P. Germanio Bender *
Há um
ditado antigo que afirma: "Diga-me com quem andas e eu te direi
quem és." Sempre entendi que este ditado era preconceituoso,
enganoso, e não deveria ser usado como critério para
formar nossa opinião sobre as pessoas e muito menos para emitir
juízo sobre elas.
Mas, como muitos outros ditados populares, parece que também
este tem seu fundo de verdade. Pelo menos é o que foi constatado
numa pesquisa realizada pelo Centro Nacional de Dependência e
Abuso de Substâncias, da Universidade de Columbia, nos Estados
Unidos, no ano passado.
De acordo com esta pesquisa, adolescentes que têm pelo menos
50% de seus amigos sexualmente ativos têm 31 vezes mais chances
de se embebedar, 5,5 vezes mais chances de fumar e 22,5 vezes mais
chances de consumir drogas. E os que passam 25 horas ou mais por semana
na companhia da namorada têm 5 vezes mais chances de se embriagar
e 4,5 mais chances de consumir maconha do que os colegas que passam
menos de dez horas semanais com a namorada.
Bem, os demais detalhes do resultado da pesquisa podem ser lidos na
Folha de São Paulo de 22 de agosto de 2004 ou podem ser conferidos
no endereço eletrônico: www.casacolumbia.org. O que importa
para nós é que o resultado dessa pesquisa parece fundamentar
uma preocupação antiga de muitos pais: saber com quem
seus filhos andam. Pois, saber com quem eles andam pode ser um forte
indicador do que eles fazem, tornando verdadeiro o ditado mencionado
no início.
Quantos pais são surpreendidos por uma gravidez precoce de
sua filha ou por um filho que mergulhou no mundo das drogas, porque
não se preocuparam em saber quais eram as companhias de seus
filhos e não se interessaram em conhecer os seus amigos.

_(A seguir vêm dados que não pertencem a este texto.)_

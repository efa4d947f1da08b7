//! 매크로 지표 동기화 파이프라인.
//!
//! 설정된 국가 목록에 대해 FRED와 Trading Economics 어댑터를 병렬
//! 디스패치하고, 부분 레코드를 병합해 `economic_indicator` 테이블에
//! upsert합니다.

use std::sync::Arc;
use std::time::Duration;

use chrono::Utc;
use econ_core::{DateRange, IndicatorRecord};
use econ_provider::{
    FixedDelayPacer, FredAdapter, Pacer, ProviderAdapter, TradingEconomicsAdapter,
};
use tracing::info;

use crate::config::CollectorConfig;
use crate::modules::run_pipeline;
use crate::orchestrator::FetchOrchestrator;
use crate::sink::RecordSink;
use crate::stats::RunSummary;

/// 설정에서 지표 어댑터 목록 구성.
///
/// 비활성화되었거나 키가 비어 있는 프로바이더는 건너뜁니다.
pub fn build_indicator_adapters(
    config: &CollectorConfig,
) -> Vec<Arc<dyn ProviderAdapter<IndicatorRecord>>> {
    let providers = &config.providers;
    let pacer: Arc<dyn Pacer> =
        Arc::new(FixedDelayPacer::from_millis(providers.request_delay_ms));
    let mut adapters: Vec<Arc<dyn ProviderAdapter<IndicatorRecord>>> = Vec::new();

    if providers.fred_enabled && !providers.fred_api_key.is_empty() {
        adapters.push(Arc::new(FredAdapter::with_pacer(
            providers.fred_api_key.clone(),
            pacer.clone(),
        )));
    }
    if providers.trading_economics_enabled && !providers.trading_economics_api_key.is_empty() {
        adapters.push(Arc::new(TradingEconomicsAdapter::with_pacer(
            providers.trading_economics_api_key.clone(),
            pacer.clone(),
        )));
    }

    adapters
}

/// 매크로 지표 동기화 실행.
pub async fn sync_indicators(
    config: &CollectorConfig,
    sink: &dyn RecordSink<IndicatorRecord>,
) -> RunSummary {
    let countries = &config.indicator_sync.countries;
    let today = Utc::now().date_naive();
    let window = DateRange {
        from: today - chrono::Duration::days(config.indicator_sync.window_days),
        to: today,
    };

    info!(
        countries = countries.len(),
        from = %window.from,
        to = %window.to,
        "매크로 지표 동기화 시작"
    );

    let orchestrator = FetchOrchestrator::new(build_indicator_adapters(config))
        .with_adapter_timeout(Duration::from_secs(config.adapter_timeout_secs));

    run_pipeline("indicator_sync", &orchestrator, countries, window, sink).await
}
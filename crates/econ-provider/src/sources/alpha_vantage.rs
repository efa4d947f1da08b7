//! Alpha Vantage 실적 어댑터.
//!
//! EARNINGS 함수의 분기 실적(실제/예상 EPS, 서프라이즈)을 수집합니다.
//! Alpha Vantage는 rate limit 초과 시 200 응답에 "Note" 필드를 담아
//! 반환하므로 이를 프로바이더 에러 페이로드로 취급합니다.
//! 종목당 요청이 하나뿐이므로 호출 간 대기가 필요 없습니다.

use async_trait::async_trait;
use chrono::{Datelike, NaiveDate};
use rust_decimal::Decimal;
use serde::Deserialize;
use tracing::{debug, warn};

use econ_core::{DateRange, EarningsRecord, FiscalPeriod, ProviderId};

use crate::adapter::ProviderAdapter;
use crate::error::ProviderError;

const DEFAULT_BASE_URL: &str = "https://www.alphavantage.co";

/// 종목당 수집할 최근 분기 수.
const QUARTER_LIMIT: usize = 10;

#[derive(Debug, Deserialize)]
struct AvEarningsResponse {
    #[serde(rename = "quarterlyEarnings")]
    quarterly_earnings: Option<Vec<AvQuarterlyEarning>>,
    /// rate limit 안내 (존재하면 실패로 취급)
    #[serde(rename = "Note")]
    note: Option<String>,
    /// 잘못된 요청 안내
    #[serde(rename = "Error Message")]
    error_message: Option<String>,
}

#[derive(Debug, Deserialize)]
struct AvQuarterlyEarning {
    #[serde(rename = "fiscalDateEnding")]
    fiscal_date_ending: Option<String>,
    #[serde(rename = "reportedDate")]
    reported_date: Option<String>,
    /// 숫자 문자열, 미발표 시 "None"
    #[serde(rename = "reportedEPS")]
    reported_eps: Option<String>,
    #[serde(rename = "estimatedEPS")]
    estimated_eps: Option<String>,
    surprise: Option<String>,
    #[serde(rename = "surprisePercentage")]
    surprise_percentage: Option<String>,
}

/// 숫자 문자열 파싱 ("None"/"" → None).
fn parse_decimal(raw: Option<&str>) -> Option<Decimal> {
    raw.and_then(|s| s.trim().parse::<Decimal>().ok())
}

/// Alpha Vantage 어댑터.
pub struct AlphaVantageAdapter {
    client: reqwest::Client,
    api_key: String,
    base_url: String,
}

impl AlphaVantageAdapter {
    pub fn new(api_key: impl Into<String>) -> Self {
        Self {
            client: reqwest::Client::new(),
            api_key: api_key.into(),
            base_url: DEFAULT_BASE_URL.to_string(),
        }
    }

    /// 테스트용 base URL 교체.
    pub fn with_base_url(mut self, base_url: impl Into<String>) -> Self {
        self.base_url = base_url.into();
        self
    }

    async fn fetch_earnings(&self, symbol: &str) -> Result<AvEarningsResponse, ProviderError> {
        if self.api_key.is_empty() {
            return Err(ProviderError::MissingCredential("ALPHA_VANTAGE_API_KEY"));
        }

        let url = format!("{}/query", self.base_url);
        let response = self
            .client
            .get(&url)
            .query(&[
                ("function", "EARNINGS"),
                ("symbol", symbol),
                ("apikey", self.api_key.as_str()),
            ])
            .send()
            .await?;

        let status = response.status();
        if !status.is_success() {
            return Err(ProviderError::Status {
                status: status.as_u16(),
            });
        }

        let body: AvEarningsResponse = response
            .json()
            .await
            .map_err(|e| ProviderError::Decode(e.to_string()))?;

        if body.note.is_some() {
            return Err(ProviderError::RateLimited);
        }
        if let Some(msg) = body.error_message {
            return Err(ProviderError::Decode(msg));
        }
        Ok(body)
    }
}

#[async_trait]
impl ProviderAdapter<EarningsRecord> for AlphaVantageAdapter {
    fn id(&self) -> ProviderId {
        ProviderId::AlphaVantage
    }

    async fn fetch(&self, entity: &str, _window: DateRange) -> Option<Vec<EarningsRecord>> {
        let body = match self.fetch_earnings(entity).await {
            Ok(b) => b,
            Err(e) => {
                warn!(symbol = entity, error = %e, "Alpha Vantage 실적 조회 실패");
                return None;
            }
        };

        let quarters = body.quarterly_earnings.unwrap_or_default();
        let mut records = Vec::new();

        for q in quarters.into_iter().take(QUARTER_LIMIT) {
            let Some(period_end) = q
                .fiscal_date_ending
                .as_deref()
                .and_then(|d| d.parse::<NaiveDate>().ok())
            else {
                continue;
            };

            let fiscal_period = FiscalPeriod::from_month(period_end.month());
            let mut record =
                EarningsRecord::new(entity, period_end.year(), fiscal_period, self.id());
            record.report_date = q
                .reported_date
                .as_deref()
                .and_then(|d| d.parse::<NaiveDate>().ok());
            record.eps = parse_decimal(q.reported_eps.as_deref());
            record.eps_estimated = parse_decimal(q.estimated_eps.as_deref());
            record.surprise = parse_decimal(q.surprise.as_deref());
            record.surprise_percent = parse_decimal(q.surprise_percentage.as_deref());
            records.push(record);
        }

        if records.is_empty() {
            return None;
        }
        debug!(symbol = entity, count = records.len(), "Alpha Vantage 수집 완료");
        Some(records)
    }
}

#[cfg(test)]
mod tests {
    use super::*;
    use rust_decimal_macros::dec;

    fn window() -> DateRange {
        DateRange::new(
            NaiveDate::from_ymd_opt(2023, 1, 1).unwrap(),
            NaiveDate::from_ymd_opt(2024, 6, 30).unwrap(),
        )
    }

    fn adapter(base_url: &str) -> AlphaVantageAdapter {
        AlphaVantageAdapter::new("key").with_base_url(base_url)
    }

    #[tokio::test]
    async fn test_fetch_parses_quarterly_earnings() {
        let mut server = mockito::Server::new_async().await;
        server
            .mock("GET", "/query")
            .match_query(mockito::Matcher::Any)
            .with_status(200)
            .with_header("content-type", "application/json")
            .with_body(
                r#"{"symbol":"AAPL","quarterlyEarnings":[
                    {"fiscalDateEnding":"2024-03-31","reportedDate":"2024-05-02",
                     "reportedEPS":"1.53","estimatedEPS":"1.50",
                     "surprise":"0.03","surprisePercentage":"2.0"},
                    {"fiscalDateEnding":"2023-12-31","reportedDate":"2024-02-01",
                     "reportedEPS":"2.18","estimatedEPS":"None",
                     "surprise":"None","surprisePercentage":"None"}
                ]}"#,
            )
            .create_async()
            .await;

        let records = adapter(&server.url()).fetch("AAPL", window()).await.unwrap();
        assert_eq!(records.len(), 2);

        let q1 = &records[0];
        assert_eq!(q1.fiscal_year, 2024);
        assert_eq!(q1.fiscal_period, FiscalPeriod::Q1);
        assert_eq!(q1.eps, Some(dec!(1.53)));
        assert_eq!(q1.eps_estimated, Some(dec!(1.50)));

        // "None" 문자열은 부재로 처리
        let q4 = &records[1];
        assert_eq!(q4.fiscal_period, FiscalPeriod::Q4);
        assert!(q4.eps_estimated.is_none());
        assert!(q4.surprise.is_none());
    }

    #[tokio::test]
    async fn test_fetch_rate_limit_note_is_none() {
        let mut server = mockito::Server::new_async().await;
        server
            .mock("GET", "/query")
            .match_query(mockito::Matcher::Any)
            .with_status(200)
            .with_body(r#"{"Note":"Thank you for using Alpha Vantage! Our standard API rate limit is 25 requests per day."}"#)
            .create_async()
            .await;

        assert!(adapter(&server.url()).fetch("AAPL", window()).await.is_none());
    }

    #[tokio::test]
    async fn test_fetch_without_key_is_none() {
        let adapter = AlphaVantageAdapter::new("");
        assert!(adapter.fetch("AAPL", window()).await.is_none());
    }

    #[test]
    fn test_parse_decimal_none_strings() {
        assert_eq!(parse_decimal(Some("1.25")), Some(dec!(1.25)));
        assert_eq!(parse_decimal(Some("None")), None);
        assert_eq!(parse_decimal(Some("")), None);
        assert_eq!(parse_decimal(None), None);
    }
}
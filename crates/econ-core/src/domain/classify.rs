//! 메타데이터 분류기.
//!
//! 프로바이더별 원시 코드/라벨을 표준 분류 체계로 매핑합니다.
//! 순서가 있는 부분 문자열 규칙을 위에서부터 적용하며 (첫 일치 우선),
//! 어떤 규칙에도 걸리지 않으면 보수적인 기본값으로 폴백합니다.
//! 순수 함수이며 I/O가 없습니다.

use crate::domain::record::{Frequency, MarketImpact, PeriodType};

/// 분류 결과.
#[derive(Debug, Clone, PartialEq, Eq)]
pub struct ClassifiedMetadata {
    /// 표준 지표 코드
    pub standard_code: String,
    /// 표시 이름
    pub display_name: String,
    /// 중요도 (1=낮음 ~ 3=높음)
    pub importance: u8,
    /// 시장 영향도
    pub market_impact: MarketImpact,
    /// 단위
    pub unit: String,
    /// 발표 주기
    pub frequency: Frequency,
    /// 관측 기간 유형
    pub period_type: PeriodType,
}

/// 분류 규칙: 패턴 중 하나라도 포함되면 일치.
struct Rule {
    patterns: &'static [&'static str],
    standard_code: &'static str,
    display_name: &'static str,
    importance: u8,
    market_impact: MarketImpact,
    unit: &'static str,
    frequency: Frequency,
    period_type: PeriodType,
}

/// 순서 보장 규칙 테이블. 위에서부터 첫 일치가 승리합니다.
const RULES: &[Rule] = &[
    Rule {
        patterns: &["GDP", "GROSS DOMESTIC"],
        standard_code: "GDP",
        display_name: "Gross Domestic Product",
        importance: 3,
        market_impact: MarketImpact::High,
        unit: "Percent",
        frequency: Frequency::Quarterly,
        period_type: PeriodType::Quarterly,
    },
    Rule {
        patterns: &["CPI", "INFLATION", "CONSUMER PRICE"],
        standard_code: "CPI",
        display_name: "Consumer Price Index",
        importance: 3,
        market_impact: MarketImpact::High,
        unit: "Percent",
        frequency: Frequency::Monthly,
        period_type: PeriodType::Monthly,
    },
    Rule {
        patterns: &["NONFARM", "NON-FARM", "PAYROLL"],
        standard_code: "NFP",
        display_name: "Non-Farm Payrolls",
        importance: 3,
        market_impact: MarketImpact::High,
        unit: "Thousands",
        frequency: Frequency::Monthly,
        period_type: PeriodType::Monthly,
    },
    Rule {
        patterns: &["UNEMPLOYMENT", "JOBLESS"],
        standard_code: "UNEMPLOYMENT_RATE",
        display_name: "Unemployment Rate",
        importance: 3,
        market_impact: MarketImpact::High,
        unit: "Percent",
        frequency: Frequency::Monthly,
        period_type: PeriodType::Monthly,
    },
    Rule {
        patterns: &["FED FUNDS", "FEDFUNDS", "INTEREST RATE", "POLICY RATE"],
        standard_code: "INTEREST_RATE",
        display_name: "Interest Rate Decision",
        importance: 3,
        market_impact: MarketImpact::High,
        unit: "Percent",
        frequency: Frequency::Monthly,
        period_type: PeriodType::Monthly,
    },
    Rule {
        patterns: &["PPI", "PRODUCER PRICE"],
        standard_code: "PPI",
        display_name: "Producer Price Index",
        importance: 2,
        market_impact: MarketImpact::Medium,
        unit: "Percent",
        frequency: Frequency::Monthly,
        period_type: PeriodType::Monthly,
    },
    Rule {
        patterns: &["PMI", "PURCHASING MANAGERS"],
        standard_code: "PMI",
        display_name: "Purchasing Managers Index",
        importance: 2,
        market_impact: MarketImpact::Medium,
        unit: "Index",
        frequency: Frequency::Monthly,
        period_type: PeriodType::Monthly,
    },
    Rule {
        patterns: &["RETAIL SALES", "RETAIL"],
        standard_code: "RETAIL_SALES",
        display_name: "Retail Sales",
        importance: 2,
        market_impact: MarketImpact::Medium,
        unit: "Percent",
        frequency: Frequency::Monthly,
        period_type: PeriodType::Monthly,
    },
    Rule {
        patterns: &["TRADE BALANCE", "BALANCE OF TRADE"],
        standard_code: "TRADE_BALANCE",
        display_name: "Trade Balance",
        importance: 2,
        market_impact: MarketImpact::Medium,
        unit: "Billions",
        frequency: Frequency::Monthly,
        period_type: PeriodType::Monthly,
    },
    Rule {
        patterns: &["INDUSTRIAL PRODUCTION"],
        standard_code: "INDUSTRIAL_PRODUCTION",
        display_name: "Industrial Production",
        importance: 2,
        market_impact: MarketImpact::Medium,
        unit: "Percent",
        frequency: Frequency::Monthly,
        period_type: PeriodType::Monthly,
    },
    Rule {
        patterns: &["CONSUMER CONFIDENCE", "CONSUMER SENTIMENT"],
        standard_code: "CONSUMER_CONFIDENCE",
        display_name: "Consumer Confidence",
        importance: 2,
        market_impact: MarketImpact::Medium,
        unit: "Index",
        frequency: Frequency::Monthly,
        period_type: PeriodType::Monthly,
    },
    Rule {
        patterns: &["HOUSING START", "BUILDING PERMIT", "HOUSING"],
        standard_code: "HOUSING_STARTS",
        display_name: "Housing Starts",
        importance: 2,
        market_impact: MarketImpact::Medium,
        unit: "Thousands",
        frequency: Frequency::Monthly,
        period_type: PeriodType::Monthly,
    },
];

/// 원시 코드/라벨을 표준 분류로 매핑.
///
/// 폴백: 코드 대문자화, 이름 휴머나이즈, 중요도 1, Index 단위, 월간 주기.
pub fn classify(raw: &str) -> ClassifiedMetadata {
    let upper = raw.to_uppercase();

    for rule in RULES {
        if rule.patterns.iter().any(|p| upper.contains(p)) {
            return ClassifiedMetadata {
                standard_code: rule.standard_code.to_string(),
                display_name: rule.display_name.to_string(),
                importance: rule.importance,
                market_impact: rule.market_impact,
                unit: rule.unit.to_string(),
                frequency: rule.frequency,
                period_type: rule.period_type,
            };
        }
    }

    ClassifiedMetadata {
        standard_code: upper.replace([' ', '-'], "_"),
        display_name: humanize(raw),
        importance: 1,
        market_impact: MarketImpact::Low,
        unit: "Index".to_string(),
        frequency: Frequency::Monthly,
        period_type: PeriodType::Monthly,
    }
}

/// 코드 문자열을 사람이 읽을 이름으로 변환.
/// 예: "retail_sales_mom" → "Retail Sales Mom"
fn humanize(raw: &str) -> String {
    raw.split(|c: char| c == '_' || c == '-' || c == ' ')
        .filter(|w| !w.is_empty())
        .map(|w| {
            let mut chars = w.chars();
            match chars.next() {
                Some(first) => {
                    first.to_uppercase().collect::<String>() + &chars.as_str().to_lowercase()
                }
                None => String::new(),
            }
        })
        .collect::<Vec<_>>()
        .join(" ")
}

#[cfg(test)]
mod tests {
    use super::*;

    #[test]
    fn test_classify_gdp() {
        let meta = classify("Real GDP Growth");
        assert_eq!(meta.standard_code, "GDP");
        assert_eq!(meta.importance, 3);
        assert_eq!(meta.market_impact, MarketImpact::High);
        assert_eq!(meta.frequency, Frequency::Quarterly);
    }

    #[test]
    fn test_classify_gdp_substring_anywhere() {
        assert_eq!(classify("gdp").standard_code, "GDP");
        assert_eq!(classify("US_GDP_QOQ").standard_code, "GDP");
    }

    #[test]
    fn test_classify_cpi_and_inflation_same_code() {
        assert_eq!(classify("CPIAUCSL").standard_code, "CPI");
        assert_eq!(classify("Inflation Rate YoY").standard_code, "CPI");
    }

    #[test]
    fn test_classify_first_match_wins() {
        // "GDP"가 "RETAIL"보다 먼저이므로 둘 다 포함 시 GDP로 분류
        let meta = classify("GDP RETAIL COMPOSITE");
        assert_eq!(meta.standard_code, "GDP");
    }

    #[test]
    fn test_classify_unknown_falls_back() {
        let meta = classify("obscure_regional_metric");
        assert_eq!(meta.standard_code, "OBSCURE_REGIONAL_METRIC");
        assert_eq!(meta.display_name, "Obscure Regional Metric");
        assert_eq!(meta.importance, 1);
        assert_eq!(meta.market_impact, MarketImpact::Low);
        assert_eq!(meta.unit, "Index");
        assert_eq!(meta.frequency, Frequency::Monthly);
    }

    #[test]
    fn test_classify_deterministic() {
        assert_eq!(classify("PMI Services"), classify("PMI Services"));
    }

    #[test]
    fn test_humanize() {
        assert_eq!(humanize("retail_sales_mom"), "Retail Sales Mom");
        assert_eq!(humanize("fed-funds-rate"), "Fed Funds Rate");
    }
}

O mais interessante é que a mesma pesquisa sugere uma maneira
bem simples de os pais reduzirem esta possibilidade de seus filhos
fumarem, beberem ou se drogarem: JANTAR COM ELES. "Os adolescentes
que jantam com a família menos de duas vezes por semana têm
50% mais chances de exagerar no consumo de drogas e álcool do
que aqueles que jantam com seus pais cinco ou mais vezes por semana" (Folha
de São Paulo, p. A24).
Se as conclusões da pesquisa são corretas, a receita
para uma boa educação de nossos filhos também
está dada: tempo para ter comunhão com eles; interesse
em conhecer seus amigos e saber o que fazem; diálogo franco
e aberto sobre as questões que os preocupam parecem ser os ingredientes
que podem evitar surpresas desagradáveis.
Querendo ou não, no final de tudo, concluímos que as
recomendações dos profetas do Antigo Testamento fazem
sentido e merecem ser seguidas. O velho Jeremias recomendava: "Andai
em todo o caminho que eu vos tenho ordenado, para que vos vá bem" (Jeremias
7.23). Este conselho faz bem. Para os pais e para os filhos.